(Saved entries)
▽
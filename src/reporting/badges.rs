//! Derived-metric formatting: percentages, display labels, and the
//! threshold-driven badge tiers.
//!
//! Everything here is a pure transform over already-aggregated counts; the
//! source counts are never mutated. Percentages stay numeric until a display
//! string is explicitly requested.

use chrono::NaiveDate;
use serde::{Deserialize, Serialize};

use crate::reporting::models::{WeeklyHighlight, WeeklyReportEntry};

/// Unique-user engagement tier.
#[derive(Debug, Clone, Copy, PartialEq, Eq, Serialize)]
#[serde(rename_all = "lowercase")]
pub enum Engagement {
    High,
    Medium,
    Low,
}

/// Block-rate risk tier.
#[derive(Debug, Clone, Copy, PartialEq, Eq, Serialize)]
#[serde(rename_all = "lowercase")]
pub enum Risk {
    Critical,
    Elevated,
    Minor,
    Clean,
}

/// Activity-span tier.
#[derive(Debug, Clone, Copy, PartialEq, Eq, Serialize)]
#[serde(rename_all = "lowercase")]
pub enum Activity {
    High,
    Medium,
    Low,
}

/// Badge threshold tables. These are display policy, not mechanism, so they
/// are overridable through configuration.
#[derive(Debug, Clone, Deserialize)]
#[serde(default)]
pub struct BadgeThresholds {
    pub engagement_high: i64,
    pub engagement_medium: i64,
    pub risk_critical: f64,
    pub risk_elevated: f64,
    pub activity_high: i64,
    pub activity_medium: i64,
}

impl Default for BadgeThresholds {
    fn default() -> Self {
        Self {
            engagement_high: 4,
            engagement_medium: 2,
            risk_critical: 50.0,
            risk_elevated: 20.0,
            activity_high: 6,
            activity_medium: 3,
        }
    }
}

impl BadgeThresholds {
    /// First tier whose lower bound the value reaches, scanning the table in
    /// descending order; values below every bound fall through to low.
    pub fn engagement(&self, unique_users: i64) -> Engagement {
        let table = [
            (self.engagement_high, Engagement::High),
            (self.engagement_medium, Engagement::Medium),
        ];
        table
            .into_iter()
            .find(|(bound, _)| unique_users >= *bound)
            .map(|(_, tier)| tier)
            .unwrap_or(Engagement::Low)
    }

    /// Same descending-table scan; an exact zero is its own tier so a site
    /// with no blocks never reads as "minor".
    pub fn risk(&self, block_rate: f64) -> Risk {
        let table = [
            (self.risk_critical, Risk::Critical),
            (self.risk_elevated, Risk::Elevated),
        ];
        if let Some((_, tier)) = table.into_iter().find(|(bound, _)| block_rate >= *bound) {
            return tier;
        }
        if block_rate > 0.0 {
            Risk::Minor
        } else {
            Risk::Clean
        }
    }

    pub fn activity(&self, days_active: i64) -> Activity {
        let table = [
            (self.activity_high, Activity::High),
            (self.activity_medium, Activity::Medium),
        ];
        table
            .into_iter()
            .find(|(bound, _)| days_active >= *bound)
            .map(|(_, tier)| tier)
            .unwrap_or(Activity::Low)
    }
}

/// Round to two decimals.
pub fn round2(value: f64) -> f64 {
    (value * 100.0).round() / 100.0
}

/// `part` as a percentage of `total`, rounded to two decimals. Defined as
/// zero when `total` is zero.
pub fn percentage(part: i64, total: i64) -> f64 {
    if total <= 0 {
        return 0.0;
    }
    round2(part as f64 * 100.0 / total as f64)
}

/// Display form with the `%` suffix. Never feed this back into arithmetic.
pub fn format_percent(value: f64) -> String {
    format!("{value:.2}%")
}

/// Locale-independent "Mon D, YYYY – Mon D, YYYY" range label.
pub fn range_label(from: NaiveDate, to: NaiveDate) -> String {
    format!("{} – {}", from.format("%b %-d, %Y"), to.format("%b %-d, %Y"))
}

/// English weekday name for a `YYYY-MM-DD` date string; empty when the
/// string does not parse.
pub fn day_name(date: &str) -> String {
    NaiveDate::parse_from_str(date, "%Y-%m-%d")
        .map(|d| d.format("%A").to_string())
        .unwrap_or_default()
}

/// The ranked entry with the highest block rate. Ties resolve to the first
/// entry in rank order; the input is never reordered.
pub fn highest_block_rate(entries: &[WeeklyReportEntry]) -> Option<WeeklyHighlight> {
    let mut best: Option<&WeeklyReportEntry> = None;
    for entry in entries {
        match best {
            Some(current) if entry.block_rate <= current.block_rate => {}
            _ => best = Some(entry),
        }
    }
    best.map(|entry| WeeklyHighlight {
        site: entry.site.clone(),
        block_rate: entry.block_rate,
    })
}

#[cfg(test)]
mod tests {
    use super::*;

    fn entry(rank: i64, site: &str, block_rate: f64) -> WeeklyReportEntry {
        WeeklyReportEntry {
            rank,
            site: site.to_string(),
            total_visits: 10,
            unique_users: 1,
            blocked: 0,
            allowed: 10,
            block_rate,
            days_active: 1,
            first_visit: 0,
            last_visit: 0,
            daily_breakdown: Vec::new(),
            peak_day: None,
            engagement: Engagement::Low,
            risk: Risk::Clean,
            activity: Activity::Low,
        }
    }

    #[test]
    fn engagement_tier_boundaries() {
        let t = BadgeThresholds::default();
        assert_eq!(t.engagement(0), Engagement::Low);
        assert_eq!(t.engagement(1), Engagement::Low);
        assert_eq!(t.engagement(2), Engagement::Medium);
        assert_eq!(t.engagement(3), Engagement::Medium);
        assert_eq!(t.engagement(4), Engagement::High);
        assert_eq!(t.engagement(40), Engagement::High);
    }

    #[test]
    fn risk_tier_boundaries() {
        let t = BadgeThresholds::default();
        assert_eq!(t.risk(0.0), Risk::Clean);
        assert_eq!(t.risk(0.01), Risk::Minor);
        assert_eq!(t.risk(19.99), Risk::Minor);
        assert_eq!(t.risk(20.0), Risk::Elevated);
        assert_eq!(t.risk(49.99), Risk::Elevated);
        assert_eq!(t.risk(50.0), Risk::Critical);
        assert_eq!(t.risk(100.0), Risk::Critical);
    }

    #[test]
    fn activity_tier_boundaries() {
        let t = BadgeThresholds::default();
        assert_eq!(t.activity(0), Activity::Low);
        assert_eq!(t.activity(2), Activity::Low);
        assert_eq!(t.activity(3), Activity::Medium);
        assert_eq!(t.activity(5), Activity::Medium);
        assert_eq!(t.activity(6), Activity::High);
        assert_eq!(t.activity(7), Activity::High);
    }

    #[test]
    fn percentage_rounds_and_guards_zero() {
        assert_eq!(percentage(3, 15), 20.0);
        assert_eq!(percentage(1, 3), 33.33);
        assert_eq!(percentage(2, 3), 66.67);
        assert_eq!(percentage(0, 0), 0.0);
        assert_eq!(percentage(5, 0), 0.0);
    }

    #[test]
    fn percent_display_has_suffix() {
        assert_eq!(format_percent(20.0), "20.00%");
        assert_eq!(format_percent(33.33), "33.33%");
    }

    #[test]
    fn range_label_is_locale_independent() {
        let from = NaiveDate::from_ymd_opt(2025, 9, 1).unwrap();
        let to = NaiveDate::from_ymd_opt(2025, 9, 7).unwrap();
        assert_eq!(range_label(from, to), "Sep 1, 2025 – Sep 7, 2025");
    }

    #[test]
    fn day_name_for_breakdown_dates() {
        assert_eq!(day_name("2025-09-01"), "Monday");
        assert_eq!(day_name("2025-09-07"), "Sunday");
        assert_eq!(day_name("not-a-date"), "");
    }

    #[test]
    fn highest_block_rate_keeps_first_on_ties() {
        let entries = vec![
            entry(1, "a.test", 25.0),
            entry(2, "b.test", 40.0),
            entry(3, "c.test", 40.0),
        ];
        let best = highest_block_rate(&entries).unwrap();
        assert_eq!(best.site, "b.test");
        assert_eq!(best.block_rate, 40.0);
    }

    #[test]
    fn highest_block_rate_empty_input() {
        assert!(highest_block_rate(&[]).is_none());
    }
}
△
* Your instructions
Copy out each line of the entries where the word "when" is found.

* Task output
/// zero when `total` is zero.
/// English weekday name for a `YYYY-MM-DD` date string; empty when the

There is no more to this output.